Mais le chapitre est là ! J'espère qu'il vous plaira.

Ce qui est horrible avec cette histoire, c'est que, genre, j'ai absolument aucune inspiration dessus pendant x temps, et après j'écris un chapitre en moins d'une journée. Ce qui explique le rythme chaotique. Désolée. Quand je mourrai, j'irai parler à Dieu de la répartition de l'inspiration.

Il faut savoir que je l'ai absolument écrit parce que demain j'ai un partiel horrible et je ferais tout pour ne pas réviser tellement j'ai peur. Excuse minable.
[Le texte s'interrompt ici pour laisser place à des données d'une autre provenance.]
//! Typed errors and HTTP mapping.

use crate::response::{ErrorBody, ErrorsBody};
use axum::{
    http::StatusCode,
    response::{IntoResponse, Response},
    Json,
};
use thiserror::Error;

pub const EPISODE_NOT_FOUND: &str = "Episode not found.";
pub const REFERENCE_NOT_FOUND: &str = "Episode or guest not found.";
pub const RATING_OUT_OF_RANGE: &str = "Rating must be between 1 and 5.";

#[derive(Error, Debug)]
pub enum ConfigError {
    #[error("invalid {key}: {value:?} ({reason})")]
    Invalid {
        key: &'static str,
        value: String,
        reason: String,
    },
    #[error("seed load: {0}")]
    Seed(String),
}

#[derive(Error, Debug)]
pub enum AppError {
    #[error(transparent)]
    Config(#[from] ConfigError),
    #[error("{}", EPISODE_NOT_FOUND)]
    EpisodeNotFound,
    #[error("{}", REFERENCE_NOT_FOUND)]
    ReferenceNotFound,
    #[error("{0}")]
    Validation(String),
    #[error("{0}")]
    BadRequest(String),
    #[error("{0}")]
    Unavailable(String),
    #[error("{0}")]
    Db(#[from] sqlx::Error),
}

impl IntoResponse for AppError {
    fn into_response(self) -> Response {
        let status = match &self {
            AppError::Config(_) | AppError::Db(_) => StatusCode::INTERNAL_SERVER_ERROR,
            AppError::EpisodeNotFound | AppError::ReferenceNotFound => StatusCode::NOT_FOUND,
            AppError::Validation(_) => StatusCode::UNPROCESSABLE_ENTITY,
            AppError::BadRequest(_) => StatusCode::BAD_REQUEST,
            AppError::Unavailable(_) => StatusCode::SERVICE_UNAVAILABLE,
        };
        // The single-episode lookup answers with `error`; everything else uses an `errors` list.
        match self {
            AppError::EpisodeNotFound => (
                status,
                Json(ErrorBody {
                    error: EPISODE_NOT_FOUND.to_string(),
                }),
            )
                .into_response(),
            other => (
                status,
                Json(ErrorsBody {
                    errors: vec![other.to_string()],
                }),
            )
                .into_response(),
        }
    }
}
Merci à Saiken-chan, LilithPauline, Stalia, Superfan et Miss Homme Enceinte2 pour leurs commentaires ! You feed me with love !

R à R

Stalia : Merci pour ta review ! Oui, j'adore le côté irlandais, je l'avais rajouté un peu au pif dans le chapitre (fouille dans ses fichiers) 4, et du coup, j'avais envie de l'exploiter. J'espère que tu liras ce chapitre aussi, malgré le temps monstrueux que j'ai mis à le poster.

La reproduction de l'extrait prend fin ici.